W pierwszej połowie gospodarze mieli sporo stałych fragmentów gry, jednak żadnego nie potrafili w pełni wykorzystać, co za to świetnie uczynili to goście ze Stalowej Woli. Pomimo szybkiego prowadzenia 2:0, jeszcze przed przerwą tarnobrzeżanie dali sobie strzelić dwa gole.
Druga połowa to znów bardzo dobry początek podopiecznych trenera Gąsiora. Już w pierwszej minucie świetną okazję do podwyższenia wyniku miał Michał Żebrakowski, który dopiero wszedł na boisko, jednak piłka przeszła tuż obok słupka. Kilkanaście minut później znów gospodarze mieli dwie bardzo dobre okazje, ale znów żadnej nie wykorzystali. Najpierw przed szansą stanął Daniel Koczon, który wbiegł z piłką w pole karne i uderzył w krótki róg, a po chwili sytuacji sam na sam nie wykorzystał Żebrakowski, który znów uderzył obok słupka.

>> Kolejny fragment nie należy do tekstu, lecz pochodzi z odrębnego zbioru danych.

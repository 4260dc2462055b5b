//! Stack capacities and runtime policy.
//!
//! Capacities are compile-time constants because every table in the stack is a
//! fixed-size array.  Policy knobs (retry counts, timeouts, TTL, ephemeral
//! range) live in [`StackConfig`] and can be overridden from a `key=value`
//! argument string.

use mote_lib::klog_warn;

use super::types::NetError;

// =============================================================================
// Capacities
// =============================================================================

/// ARP cache slots.  Must be a power of two (the insertion cursor wraps by mask).
pub const ARP_TABLE_SIZE: usize = 4;
/// Packets that may wait on address resolution at once.
pub const ARP_WAIT_MAX: usize = 4;
pub const MAX_IFACES: usize = 2;
pub const MAX_SOCKETS: usize = 8;
pub const MAX_CONNS: usize = 8;
/// Inbound datagrams buffered per datagram socket.
pub const SOCK_RX_QUEUE_LEN: usize = 4;
/// Inbound segments buffered per connection.
pub const CONN_RX_QUEUE_LEN: usize = 4;
/// Upper bound for any listen backlog.
pub const BACKLOG_MAX: usize = 4;
/// Hash-backed binding table size.  Must be a power of two.
pub const BINDING_TABLE_SIZE: usize = 16;
pub const MAX_TIMERS: usize = 16;
/// Timers returned by a single `advance_to` call; the rest fire on the next call.
pub const MAX_TIMERS_PER_ADVANCE: usize = 8;
pub const EVENT_QUEUE_LEN: usize = 16;
/// Frames pulled from a device per `RxReady` event.
pub const RX_BUDGET: usize = 8;
/// Highest descriptor handed out by the BSD facade.
pub const MAX_FDS: usize = 100;
/// First descriptor handed out by the BSD facade (0 to 2 are stdio).
pub const FIRST_FD: usize = 3;

const _: () = assert!(ARP_TABLE_SIZE.is_power_of_two());
const _: () = assert!(BINDING_TABLE_SIZE.is_power_of_two());
const _: () = assert!(BINDING_TABLE_SIZE >= MAX_SOCKETS);
const _: () = assert!(FIRST_FD < MAX_FDS);

// =============================================================================
// Defaults
// =============================================================================

pub const DEFAULT_ARP_RETRIES: u8 = 2;
pub const DEFAULT_ARP_RETRY_TIMEOUT_US: u64 = 3_000_000;
pub const DEFAULT_IP_TTL: u8 = 0x38;
pub const DEFAULT_EPHEMERAL_START: u16 = 49152;
pub const DEFAULT_EPHEMERAL_END: u16 = 65535;

/// Runtime policy for one stack instance.
#[derive(Clone, Copy, Debug, PartialEq, Eq)]
pub struct StackConfig {
    /// Retransmissions of an ARP request before the waiting packet is dropped.
    pub arp_retries: u8,
    pub arp_retry_timeout_us: u64,
    /// Period of the ARP mark-and-sweep expiry; `None` keeps entries until evicted.
    pub arp_expiry_us: Option<u64>,
    pub ip_ttl: u8,
    /// Ephemeral port range `[start, end)`.
    pub ephemeral_start: u16,
    pub ephemeral_end: u16,
}

impl Default for StackConfig {
    fn default() -> Self {
        Self {
            arp_retries: DEFAULT_ARP_RETRIES,
            arp_retry_timeout_us: DEFAULT_ARP_RETRY_TIMEOUT_US,
            arp_expiry_us: None,
            ip_ttl: DEFAULT_IP_TTL,
            ephemeral_start: DEFAULT_EPHEMERAL_START,
            ephemeral_end: DEFAULT_EPHEMERAL_END,
        }
    }
}

impl StackConfig {
    /// Number of ports in the ephemeral range.
    #[inline]
    pub fn ephemeral_span(&self) -> u16 {
        self.ephemeral_end.saturating_sub(self.ephemeral_start)
    }

    pub fn validate(&self) -> Result<(), NetError> {
        if self.ephemeral_end <= self.ephemeral_start || self.ephemeral_start == 0 {
            return Err(NetError::InvalidArgument);
        }
        if self.ip_ttl == 0 || self.arp_retry_timeout_us == 0 {
            return Err(NetError::InvalidArgument);
        }
        if self.arp_expiry_us == Some(0) {
            return Err(NetError::InvalidArgument);
        }
        Ok(())
    }

    /// Build a config from whitespace-separated `key=value` pairs.
    ///
    /// Recognized keys: `arp.retries`, `arp.timeout_ms`, `arp.expiry_ms`
    /// (`0` disables expiry), `ip.ttl`, `port.ephemeral_start`,
    /// `port.ephemeral_end`.  Unknown keys and unparsable values are logged
    /// and leave the default in place.
    pub fn from_args(args: &str) -> Self {
        let mut cfg = Self::default();

        for token in args.split_ascii_whitespace() {
            let Some((key, value)) = token.split_once('=') else {
                klog_warn!("config: ignoring token '{}'", token);
                continue;
            };

            let applied = match key {
                "arp.retries" => value.parse().map(|v| cfg.arp_retries = v).is_ok(),
                "arp.timeout_ms" => value
                    .parse::<u64>()
                    .map(|v| cfg.arp_retry_timeout_us = v.saturating_mul(1000))
                    .is_ok(),
                "arp.expiry_ms" => value
                    .parse::<u64>()
                    .map(|v| {
                        cfg.arp_expiry_us = if v == 0 {
                            None
                        } else {
                            Some(v.saturating_mul(1000))
                        }
                    })
                    .is_ok(),
                "ip.ttl" => value.parse().map(|v| cfg.ip_ttl = v).is_ok(),
                "port.ephemeral_start" => value.parse().map(|v| cfg.ephemeral_start = v).is_ok(),
                "port.ephemeral_end" => value.parse().map(|v| cfg.ephemeral_end = v).is_ok(),
                _ => {
                    klog_warn!("config: unknown key '{}'", key);
                    continue;
                }
            };

            if !applied {
                klog_warn!("config: bad value '{}' for '{}'", value, key);
            }
        }

        cfg
    }
}
//! Next-hop selection with a single default route.

use super::netstack::IfaceConfig;
use super::types::{IfaceId, Ipv4Addr, NetError};

/// The one route the stack knows besides the directly attached subnets.
#[derive(Clone, Copy, Debug, PartialEq, Eq)]
pub struct DefaultRoute {
    pub iface: IfaceId,
    pub gateway: Ipv4Addr,
}

/// Pick the link-layer target for `dst` leaving through `iface`.
///
/// On-link destinations (same subnet as the interface address) and
/// broadcasts are reached directly; everything else goes through the default
/// gateway.
pub fn next_hop(
    iface: &IfaceConfig,
    route: Option<&DefaultRoute>,
    dst: Ipv4Addr,
) -> Result<Ipv4Addr, NetError> {
    if dst.is_broadcast() || iface.is_on_link(dst) {
        return Ok(dst);
    }
    match route {
        Some(route) if !route.gateway.is_unspecified() => Ok(route.gateway),
        _ => Err(NetError::NoRoute),
    }
}
#![no_std]

pub mod klog;
pub mod testing;

#[doc(hidden)]
pub use paste;

pub use klog::{KlogLevel, klog_get_level, klog_register_backend, klog_set_level};
//! Stack logging facility.
//!
//! Every log line funnels through a single **backend** function pointer.  A
//! board support package registers a backend that writes to whatever sink the
//! target has (UART, RTT, semihosting); until then log lines are discarded so
//! that a part with no console still links and runs.
//!
//! # Backend contract
//!
//! The backend receives the pre-formatted arguments for a **single log line**
//! and is responsible for appending the line terminator.  It may be called
//! from the cooperative network task only, never from interrupt context, so
//! it does not need to be reentrant.
//!
//! # Registration
//!
//! ```ignore
//! fn uart_backend(args: core::fmt::Arguments<'_>) { /* write + "\r\n" */ }
//! mote_lib::klog::klog_register_backend(uart_backend);
//! ```

use core::fmt;
use core::sync::atomic::{AtomicPtr, AtomicU8, Ordering};

// ---------------------------------------------------------------------------
// Log levels
// ---------------------------------------------------------------------------

#[repr(u8)]
#[derive(Clone, Copy, Debug, PartialEq, Eq, PartialOrd, Ord)]
pub enum KlogLevel {
    Error = 0,
    Warn = 1,
    Info = 2,
    Debug = 3,
    Trace = 4,
}

impl KlogLevel {
    fn from_raw(raw: u8) -> Self {
        match raw {
            0 => KlogLevel::Error,
            1 => KlogLevel::Warn,
            2 => KlogLevel::Info,
            3 => KlogLevel::Debug,
            _ => KlogLevel::Trace,
        }
    }

    /// Short tag printed in front of each line.
    pub const fn tag(self) -> &'static str {
        match self {
            KlogLevel::Error => "ERR",
            KlogLevel::Warn => "WRN",
            KlogLevel::Info => "INF",
            KlogLevel::Debug => "DBG",
            KlogLevel::Trace => "TRC",
        }
    }
}

static CURRENT_LEVEL: AtomicU8 = AtomicU8::new(KlogLevel::Info as u8);

#[inline(always)]
fn is_enabled(level: KlogLevel) -> bool {
    level as u8 <= CURRENT_LEVEL.load(Ordering::Relaxed)
}

// ---------------------------------------------------------------------------
// Backend dispatch
// ---------------------------------------------------------------------------

/// Signature of a klog backend.
///
/// The backend must write the formatted text **and** a trailing newline.
pub type KlogBackend = fn(fmt::Arguments<'_>);

/// Stored as a raw pointer; `null` means "discard".
static BACKEND: AtomicPtr<()> = AtomicPtr::new(core::ptr::null_mut());

#[inline]
fn dispatch(level: KlogLevel, args: fmt::Arguments<'_>) {
    let ptr = BACKEND.load(Ordering::Acquire);
    if ptr.is_null() {
        return;
    }
    // SAFETY: `klog_register_backend` only stores valid `KlogBackend` fn
    // pointers, which have the same size as `*mut ()` on every supported
    // target.
    let backend: KlogBackend = unsafe { core::mem::transmute::<*mut (), KlogBackend>(ptr) };
    backend(format_args!("[{}] {}", level.tag(), args));
}

// ---------------------------------------------------------------------------
// Public API
// ---------------------------------------------------------------------------

/// Register the sink that receives every enabled log line.
pub fn klog_register_backend(backend: KlogBackend) {
    BACKEND.store(backend as *mut (), Ordering::Release);
}

/// Drop the registered backend; subsequent lines are discarded.
pub fn klog_clear_backend() {
    BACKEND.store(core::ptr::null_mut(), Ordering::Release);
}

pub fn klog_set_level(level: KlogLevel) {
    CURRENT_LEVEL.store(level as u8, Ordering::Relaxed);
}

pub fn klog_get_level() -> KlogLevel {
    KlogLevel::from_raw(CURRENT_LEVEL.load(Ordering::Relaxed))
}

pub fn is_enabled_level(level: KlogLevel) -> bool {
    is_enabled(level)
}

/// Emit a formatted log line at the given level.
///
/// The backend appends the newline; callers should **not** include one.
pub fn log_args(level: KlogLevel, args: fmt::Arguments<'_>) {
    if !is_enabled(level) {
        return;
    }
    dispatch(level, args);
}

// ---------------------------------------------------------------------------
// Macros
// ---------------------------------------------------------------------------

#[macro_export]
macro_rules! klog {
    ($level:expr, $($arg:tt)*) => {{
        $crate::klog::log_args($level, ::core::format_args!($($arg)*));
    }};
}

#[macro_export]
macro_rules! klog_error {
    ($($arg:tt)*) => {
        $crate::klog::log_args($crate::klog::KlogLevel::Error, ::core::format_args!($($arg)*))
    };
}

#[macro_export]
macro_rules! klog_warn {
    ($($arg:tt)*) => {
        $crate::klog::log_args($crate::klog::KlogLevel::Warn, ::core::format_args!($($arg)*))
    };
}

#[macro_export]
macro_rules! klog_info {
    ($($arg:tt)*) => {
        $crate::klog::log_args($crate::klog::KlogLevel::Info, ::core::format_args!($($arg)*))
    };
}

#[macro_export]
macro_rules! klog_debug {
    ($($arg:tt)*) => {
        $crate::klog::log_args($crate::klog::KlogLevel::Debug, ::core::format_args!($($arg)*))
    };
}

#[macro_export]
macro_rules! klog_trace {
    ($($arg:tt)*) => {
        $crate::klog::log_args($crate::klog::KlogLevel::Trace, ::core::format_args!($($arg)*))
    };
}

Pomimo trudnych warunków, grząskiego boiska, obie drużyny nie oszczędzały się. Chociaż to gospodarze uchodzili za faworyta tego spotkania, to ewidentnie widać było, że Stal nie przyjechała do Tarnobrzega tylko się bronić. Obie drużyny stwarzały sobie coraz to lepsze sytuacje, jednak żadnej nie udało się zmienić już wyniku. Wprawdzie obie drużyny strzeliły jeszcze po jednej bramce, ale w obydwu przypadkach arbiter odgwizdał spalonego.
– Bardzo dobre widowisko. Myślę, że kibiców, którzy przyszli w tę mroźną pogodę na stadion mecz rozgrzał. Spotkanie obfitowało w sytuacje podbramkowe. Chcę pogratulować chłopakom, że im się udało doścignąć bardzo dobrze zorganizowany zespół. Po błędach, straciliśmy bardzo łatwo te dwa gole, ale udało się nam te bramki odrobić. Szukaliśmy swoich szans w drugiej połowie – mówił na pomeczowej konferencji prasowej Rafał Wójcik, trener Stali.
– Był to na pewno bardzo emocjonujący, fajny mecz. Jestem jednak bardzo niezadowolony z jednej rzeczy, że prowadząc 2:0, źle taktycznie zagraliśmy drugą część pierwszej połowy. Za dużo fauli w środkowej strefie boiska na własnej połowie i rzuty rożne, które Stal wykorzystała. Bętkowski to dla mnie jeden z najlepiej wykonujących stałe fragmenty gry w naszej lidze. Stalowa mi zaimponowała bardzo dobrym przygotowaniem fizycznym, ponieważ grali w trudnych warunkach, jeszcze dwa mecze niedziela – środa i dziś byli świetnie przygotowani. To był jak dla mnie ich najlepszy rozegrany mecz. My zagraliśmy bardzo dobry początek. Szkoda sytuacji Koczona na 3:0, bo mogłoby być już po meczu. W drugiej połowie musieliśmy wyjść na dwóch napastników. Świetne okazje miał Żebrakowski, gdyby je wykorzystał, byłoby zwycięstwo. Uważam jednak, że remis nie krzywdzi nikogo. Stalowa to bardzo wymagający przeciwnik, a dodatkowo graliśmy w trudnych warunkach – komentował Włodzimierz Gąsior, trener Siarki.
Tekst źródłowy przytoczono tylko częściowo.